Past the point of no return -no backward glances: the games we've played till now are at an end. Past all thought of "if" or "when" -no use resisting: abandon thought, and let the dream descend. What raging fire shall flood the soul? What rich desire unlocks its door? What sweet seduction lies before us? Past the point of no return, the final threshold -what warm, unspoken secrets will we learn? Beyond the point of no return. . .

AMINTA (CHRISTINE)
You have brought me to that moment where words run dry, to that moment where speech disappears into silence, silence. I have come here, hardly knowing the reason why. In my mind, I've already imagined our bodies entwining defenseless and silent -and now I am here with you: no second thoughts, I've decided, decided. . .
Past the point of no return -no going back now: our passion-play has now, at last, begun. Past all thought of right or wrong -one final question: how long should we two wait, before we're one? When will the blood begin to race the sleeping bud burst into bloom? When will the flames, at last, consume us?

BOTH
Past the point of no return the final threshold -the bridge is crossed, so stand and watch it burn. We've passed the point of no return. . .
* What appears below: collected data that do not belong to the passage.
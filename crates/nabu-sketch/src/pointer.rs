use nabu_engine::coords::Vec2;
use nabu_engine::input::{InputFrame, InputState, MouseButton};

use crate::ctx::Ctx;

/// Pointer travel, in logical pixels, below which a press and release is a click.
pub const CLICK_SLOP: f32 = 3.0;

#[derive(Debug, Copy, Clone, PartialEq)]
struct CanvasGesture {
    button: MouseButton,
    travel: f32,
}

/// Feeds window pointer input that the control panel did not claim into a
/// context: moves, orbit drags, wheel zoom and canvas clicks.
///
/// A gesture belongs to whoever was under the pointer when the button went
/// down, so dragging off the panel never rotates the camera.
#[derive(Debug, Default)]
pub struct CanvasPointer {
    gesture: Option<CanvasGesture>,
}

impl CanvasPointer {
    pub fn new() -> Self {
        Self::default()
    }

    #[inline]
    pub fn is_dragging(&self) -> bool {
        self.gesture.is_some_and(|g| g.travel > CLICK_SLOP)
    }

    /// Routes one frame of input. `on_panel` reports whether a position is
    /// over the control panel. Fails only if a click hook fails.
    pub fn route(
        &mut self,
        ctx: &mut Ctx,
        input: &InputState,
        frame: &InputFrame,
        on_panel: impl Fn(Vec2) -> bool,
    ) -> anyhow::Result<()> {
        let pos = input.pointer();
        if let Some(p) = pos {
            ctx.pointer_moved(p.x, p.y);
        }
        let over_panel = pos.is_some_and(&on_panel);

        if self.gesture.is_none() && !over_panel {
            let pressed = [MouseButton::Left, MouseButton::Right, MouseButton::Middle]
                .into_iter()
                .find(|b| frame.buttons_pressed.contains(b));
            if let Some(button) = pressed {
                self.gesture = Some(CanvasGesture { button, travel: 0.0 });
            }
        }

        let mut released = None;
        if let Some(g) = &mut self.gesture {
            let delta = frame.pointer_delta;
            if delta != Vec2::zero() {
                g.travel += delta.length();
                let pan = g.button != MouseButton::Left || input.modifiers.shift;
                ctx.pointer_drag(delta, pan);
            }
            if frame.buttons_released.contains(&g.button) || !input.button_down(g.button) {
                released = Some(*g);
            }
        }

        if frame.wheel_lines != 0.0 && !over_panel {
            ctx.pointer_wheel(frame.wheel_lines);
        }

        if let Some(g) = released {
            self.gesture = None;
            if g.button == MouseButton::Left && g.travel <= CLICK_SLOP {
                if let Some(p) = pos {
                    ctx.click(p.x, p.y)?;
                }
            }
        }
        Ok(())
    }
}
(The Phantom of the Opera)

Monday, September 18, 2006

Frustration

I'm beginning to think something's wrong with me. I just tried to be with someone... but then he had to go, I didn't feel satisfied and now I'm all alone again, sitting in front of my computer.
I hate to think that lately the most pleasant experiences I've had, have been alone or via Web... this is terrible. I don't know if I will ever see you, and I can't go on like this. I have to get real.
There are some guys here but I don´t like most of them. And then, when I finally decide to be with someone, it just doesn't work. That's why I rather play alone, but in the end, I still need a body to hug and some lips to kiss.
And then again, right now there's no one here I want to be with. Yes, there are this guys I can just have sex with, but sometimes I would like someone I could also talk to. Hard, ah?
I want no commitment. I need sex. But I also want someone I can have some fun with, who is not boring, and satisfy me. I don't want a boyfriend but I don't want just sex... moreover if it doesn't satify me.
I know things could be easier if I wasn't like me: if I could really separate my emotions and my needs...

Sunday, September 17, 2006

In my head...

I've thought so much of you today that it hurts me...

Saturday, September 09, 2006

Virtual insanity

Maybe the most stupid thing I've done lately is to push away a guy I know, who is real, just to keep my loyalty to the guy in my mind, who lives miles away from here and is only on the Internet... sometimes.
I just can't help it. I know I gotta put an end to this and move on, but since there is finally a date in which we will meet again, it's harder now to get him off my mind.
I am also aware of the big possibility that we will get dissaponted, but this time I'll take the risk.
I miss you every day...

Saturday, September 02, 2006

In & Out of love

Well, I gotta recognize that, just that Alicia Keys' song, I keep on falling in and out of love with you. I got it clear now... I will just stop pushing things and let them happen. Time will say, then. And I just can't fight this feeling... it's better to let it flow.